Competition Policy Review Report - Comment


For the reasons outlined above the various heads of jurisdiction and the Bar Association of NSW have universally indicated their preference for the retention of the Council and its role in its current form.

The concerns of the judiciary and the legal profession are principally focused on the retention of the paper version of the NSW Law Reports. The profession’s concerns reflect those that originally prompted the establishment of the Council, that is, the need to keep the cost of reported judgments to a minimum, to preserve the system of reporting cases that have legal relevance, and to maintain high standards.

Submissions in support of other options focused on the argument that publishers are equally as capable as the Council in adding value to the reported judgements and that competition between commercial publishers will ensure high standards and selectivity.

In addition, these submissions argued that the Council’s role is increasingly irrelevant. This is because the quality of what is published is regulated by the fact that the courts are now publishing their “raw” decisions in a far more complete, consistent and reliable form because of the immediacy of electronic publishing of the court’s decisions. Thus, the editorial role of the Council has diminished.

The proliferation of specialist series and loose leaf series has also meant that the importance of the authorised series has diminished in terms of its relevance as a research and reference tool.

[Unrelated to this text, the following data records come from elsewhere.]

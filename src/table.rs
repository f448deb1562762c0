/// Annexome Table Implementation
///
/// A Table is a named collection of typed columns described by a schema.
/// Tables are built once from fixture data and never mutated afterwards;
/// every filter or view works on index views over a shared table.
///
/// # Examples
///
/// ```
/// use annexome::{ColumnType, ColumnValue, Field, Schema, Table};
///
/// let schema = Schema::new(vec![
///     Field::new("Festival", ColumnType::String),
///     Field::new("Expected_Visitors", ColumnType::Int64),
/// ]);
///
/// let mut table = Table::new("festivals", schema);
/// table
///     .append_row(vec!["Hampi Festival".into(), ColumnValue::Int64(40000)])
///     .unwrap();
///
/// assert_eq!(table.len(), 1);
/// assert_eq!(
///     table.get_value(0, "Festival").unwrap().as_string(),
///     Some("Hampi Festival")
/// );
/// ```

use crate::column::{Column, ColumnType, ColumnValue};
use crate::error::{Error, Result};
use serde::ser::{Serialize, SerializeMap, Serializer};
use std::collections::HashMap;

/// A named, typed field of a schema.
#[derive(Debug, Clone, PartialEq)]
pub struct Field {
    name: String,
    column_type: ColumnType,
    bounds: Option<(f64, f64)>,
}

impl Field {
    pub fn new(name: impl Into<String>, column_type: ColumnType) -> Self {
        Field {
            name: name.into(),
            column_type,
            bounds: None,
        }
    }

    /// Restricts a numeric field to the inclusive range `[low, high]`.
    pub fn with_bounds(mut self, low: f64, high: f64) -> Self {
        self.bounds = Some((low, high));
        self
    }

    pub fn name(&self) -> &str {
        &self.name
    }

    pub fn column_type(&self) -> ColumnType {
        self.column_type
    }

    pub fn bounds(&self) -> Option<(f64, f64)> {
        self.bounds
    }
}

/// Schema definition with ordered, typed fields.
///
/// # Examples
///
/// ```
/// use annexome::{ColumnType, Field, Schema};
///
/// let schema = Schema::new(vec![
///     Field::new("Region", ColumnType::String),
///     Field::new("Art_Forms_Count", ColumnType::Int64),
/// ]);
///
/// assert_eq!(schema.len(), 2);
/// assert_eq!(schema.get_column_index("Art_Forms_Count"), Some(1));
/// ```
#[derive(Debug, Clone, PartialEq)]
pub struct Schema {
    fields: Vec<Field>,
}

impl Schema {
    pub fn new(fields: Vec<Field>) -> Self {
        Schema { fields }
    }

    pub fn len(&self) -> usize {
        self.fields.len()
    }

    pub fn is_empty(&self) -> bool {
        self.fields.is_empty()
    }

    pub fn fields(&self) -> &[Field] {
        &self.fields
    }

    pub fn get_column_names(&self) -> Vec<&str> {
        self.fields.iter().map(|f| f.name.as_str()).collect()
    }

    pub fn get_column_index(&self, name: &str) -> Option<usize> {
        self.fields.iter().position(|f| f.name == name)
    }

    pub fn get_field(&self, name: &str) -> Option<&Field> {
        self.fields.iter().find(|f| f.name == name)
    }

    pub fn get_column_type(&self, name: &str) -> Option<ColumnType> {
        self.get_field(name).map(|f| f.column_type)
    }
}

/// Root table owning its data.
#[derive(Debug)]
pub struct Table {
    name: String,
    schema: Schema,
    columns: Vec<Column>,
    row_count: usize,
}

impl Table {
    /// Create an empty table; rows are added with [`Table::append_row`]
    /// before the table is shared.
    pub fn new(name: impl Into<String>, schema: Schema) -> Self {
        let columns = schema
            .fields
            .iter()
            .map(|f| Column::with_bounds(f.name.clone(), f.column_type, f.bounds))
            .collect();

        Table {
            name: name.into(),
            schema,
            columns,
            row_count: 0,
        }
    }

    /// Build a table from column-oriented data.
    ///
    /// Every schema field must be present, no extra columns are allowed and
    /// all columns must have the same length.
    pub fn from_columns(
        name: impl Into<String>,
        schema: Schema,
        mut data: HashMap<String, Vec<ColumnValue>>,
    ) -> Result<Self> {
        let mut table = Table::new(name, schema);

        let mut extra: Vec<&String> = data
            .keys()
            .filter(|k| table.schema.get_column_index(k).is_none())
            .collect();
        if !extra.is_empty() {
            extra.sort();
            return Err(Error::fixture(
                &table.name,
                format!("unexpected columns {:?}", extra),
            ));
        }

        let mut row_count = None;
        for (idx, field) in table.schema.fields.iter().enumerate() {
            let values = data.remove(&field.name).ok_or_else(|| {
                Error::fixture(&table.name, format!("missing column '{}'", field.name))
            })?;

            match row_count {
                None => row_count = Some(values.len()),
                Some(n) if n != values.len() => {
                    return Err(Error::fixture(
                        &table.name,
                        format!(
                            "column '{}' has {} values, expected {}",
                            field.name,
                            values.len(),
                            n
                        ),
                    ));
                }
                Some(_) => {}
            }

            for value in values {
                table.columns[idx]
                    .append(value)
                    .map_err(|msg| Error::fixture(&table.name, msg))?;
            }
        }

        table.row_count = row_count.unwrap_or(0);
        Ok(table)
    }

    pub fn name(&self) -> &str {
        &self.name
    }

    pub fn schema(&self) -> &Schema {
        &self.schema
    }

    pub fn len(&self) -> usize {
        self.row_count
    }

    pub fn is_empty(&self) -> bool {
        self.row_count == 0
    }

    /// Resolve a field name to its column index.
    pub fn resolve(&self, field: &str) -> Result<usize> {
        self.schema
            .get_column_index(field)
            .ok_or_else(|| Error::unknown_field(&self.name, field))
    }

    /// Resolve a field name and require a numeric column.
    pub fn resolve_numeric(&self, field: &str) -> Result<usize> {
        let idx = self.resolve(field)?;
        let ty = self.columns[idx].column_type();
        if !ty.is_numeric() {
            return Err(Error::TypeMismatch {
                dataset: self.name.clone(),
                field: field.to_string(),
                expected: "numeric",
                found: ty.name(),
            });
        }
        Ok(idx)
    }

    pub fn column(&self, idx: usize) -> Option<&Column> {
        self.columns.get(idx)
    }

    pub fn get_value(&self, row: usize, column: &str) -> Result<&ColumnValue> {
        let col_idx = self.resolve(column)?;
        self.get_value_by_index(row, col_idx).ok_or_else(|| {
            Error::fixture(
                &self.name,
                format!("row {} out of range [0, {})", row, self.row_count),
            )
        })
    }

    /// Get a value by column index (use when the column was resolved upfront).
    #[inline]
    pub fn get_value_by_index(&self, row: usize, col_idx: usize) -> Option<&ColumnValue> {
        self.columns.get(col_idx).and_then(|c| c.get(row))
    }

    /// Append a row given in schema order. Only used while building a table.
    pub fn append_row(&mut self, row: Vec<ColumnValue>) -> Result<()> {
        if row.len() != self.columns.len() {
            return Err(Error::fixture(
                &self.name,
                format!(
                    "row has {} values, schema has {} columns",
                    row.len(),
                    self.columns.len()
                ),
            ));
        }

        // Validate all values before touching any column
        let validated = self
            .columns
            .iter()
            .zip(row)
            .map(|(col, value)| col.validate_value(value))
            .collect::<std::result::Result<Vec<_>, String>>()
            .map_err(|msg| Error::fixture(&self.name, msg))?;

        for (col, value) in self.columns.iter_mut().zip(validated) {
            col.push_validated(value);
        }
        self.row_count += 1;
        Ok(())
    }

    /// Borrow one row as a [`Record`].
    pub fn record(&self, row: usize) -> Option<Record<'_>> {
        (row < self.row_count).then_some(Record { table: self, row })
    }
}

/// A borrowed row of a table.
#[derive(Debug, Clone, Copy)]
pub struct Record<'a> {
    table: &'a Table,
    row: usize,
}

impl<'a> Record<'a> {
    /// Position of the row in its source table.
    pub fn index(&self) -> usize {
        self.row
    }

    pub fn get(&self, field: &str) -> Result<&'a ColumnValue> {
        self.table.get_value(self.row, field)
    }

    #[inline]
    pub fn get_by_index(&self, col_idx: usize) -> Option<&'a ColumnValue> {
        self.table.get_value_by_index(self.row, col_idx)
    }

    /// Values in schema order.
    pub fn values(&self) -> Vec<&'a ColumnValue> {
        (0..self.table.schema.len())
            .filter_map(|i| self.get_by_index(i))
            .collect()
    }
}

impl Serialize for Record<'_> {
    fn serialize<S: Serializer>(&self, serializer: S) -> std::result::Result<S::Ok, S::Error> {
        let fields = self.table.schema.fields();
        let mut map = serializer.serialize_map(Some(fields.len()))?;
        for (i, field) in fields.iter().enumerate() {
            if let Some(value) = self.get_by_index(i) {
                map.serialize_entry(field.name(), value)?;
            }
        }
        map.end()
    }
}

#[cfg(test)]
mod tests {
    use super::*;

    const MONTHS: &[&str] = &["Jan", "Feb", "Mar"];

    fn schema() -> Schema {
        Schema::new(vec![
            Field::new("Month", ColumnType::Category(MONTHS)),
            Field::new("Revenue_Crores", ColumnType::Int64),
        ])
    }

    fn columns(months: Vec<&str>, revenue: Vec<i64>) -> HashMap<String, Vec<ColumnValue>> {
        let mut data = HashMap::new();
        data.insert(
            "Month".to_string(),
            months.into_iter().map(ColumnValue::from).collect(),
        );
        data.insert(
            "Revenue_Crores".to_string(),
            revenue.into_iter().map(ColumnValue::from).collect(),
        );
        data
    }

    #[test]
    fn test_from_columns() {
        let table = Table::from_columns("tourism", schema(), columns(vec!["Jan", "Feb"], vec![45, 58])).unwrap();
        assert_eq!(table.len(), 2);
        assert_eq!(table.get_value(1, "Revenue_Crores").unwrap().as_i64(), Some(58));
        assert_eq!(table.record(0).unwrap().get("Month").unwrap().as_string(), Some("Jan"));
        assert!(table.record(2).is_none());
    }

    #[test]
    fn test_from_columns_rejects_ragged_columns() {
        let err = Table::from_columns("tourism", schema(), columns(vec!["Jan"], vec![45, 58])).unwrap_err();
        assert!(matches!(err, Error::Fixture { .. }));
    }

    #[test]
    fn test_from_columns_rejects_missing_and_extra_columns() {
        let mut data = columns(vec!["Jan"], vec![45]);
        data.remove("Revenue_Crores");
        assert!(Table::from_columns("tourism", schema(), data).is_err());

        let mut data = columns(vec!["Jan"], vec![45]);
        data.insert("Budget".to_string(), vec![ColumnValue::Int64(1)]);
        assert!(Table::from_columns("tourism", schema(), data).is_err());
    }

    #[test]
    fn test_from_columns_rejects_values_outside_domain() {
        let err = Table::from_columns("tourism", schema(), columns(vec!["Smarch"], vec![1])).unwrap_err();
        assert!(err.to_string().contains("Smarch"));
    }

    #[test]
    fn test_append_row_is_atomic() {
        let mut table = Table::new("tourism", schema());
        table.append_row(vec!["Jan".into(), ColumnValue::Int64(45)]).unwrap();
        assert!(table.append_row(vec!["Feb".into(), "lots".into()]).is_err());
        assert_eq!(table.len(), 1);
        assert_eq!(table.column(0).unwrap().len(), 1);
    }

    #[test]
    fn test_append_row_checks_bounds_before_storing() {
        let schema = Schema::new(vec![
            Field::new("Month", ColumnType::Category(MONTHS)),
            Field::new("Occupancy", ColumnType::Float64).with_bounds(0.0, 100.0),
        ]);
        let mut table = Table::new("tourism", schema);
        table.append_row(vec!["Jan".into(), ColumnValue::Int64(80)]).unwrap();
        assert_eq!(table.get_value(0, "Occupancy").unwrap(), &ColumnValue::Float64(80.0));

        let err = table
            .append_row(vec!["Feb".into(), ColumnValue::Float64(120.0)])
            .unwrap_err();
        assert!(matches!(err, Error::Fixture { .. }));
        assert_eq!(table.len(), 1);
        assert_eq!(table.column(0).unwrap().len(), 1);
        assert_eq!(table.column(1).unwrap().len(), 1);
        assert!(table.record(1).is_none());
    }

    #[test]
    fn test_unknown_field() {
        let table = Table::new("tourism", schema());
        assert_eq!(
            table.resolve("Budget").unwrap_err(),
            Error::UnknownField {
                dataset: "tourism".to_string(),
                field: "Budget".to_string()
            }
        );
        assert!(matches!(
            table.resolve_numeric("Month"),
            Err(Error::TypeMismatch { .. })
        ));
    }

    #[test]
    fn test_record_serializes_in_schema_order() {
        let table = Table::from_columns("tourism", schema(), columns(vec!["Mar"], vec![78])).unwrap();
        let json = serde_json::to_string(&table.record(0).unwrap()).unwrap();
        assert_eq!(json, r#"{"Month":"Mar","Revenue_Crores":78}"#);
    }
}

The Competition Policy Review principles require that consideration be given to whether the benefits of any restriction on competition to the community as a whole outweigh the costs; and whether the objectives of the legislation can only be achieved by restricting competition.

The great majority of submissions did not consider the Act per se to be anti-competitive. However, it was acknowledged by some respondents to the Discussion Paper that s.7(1) of the Act, which provides, inter alia, that the Council may prepare, publish and sell or arrange for the preparation, publication, and sale of reports, gives the Council a discretion to establish exclusive licensing arrangements in respect of the NSWLR. It was also suggested that the concept of “authorised reports” is anti-competitive by virtue of the fact that these reports remain the accepted citation in courts.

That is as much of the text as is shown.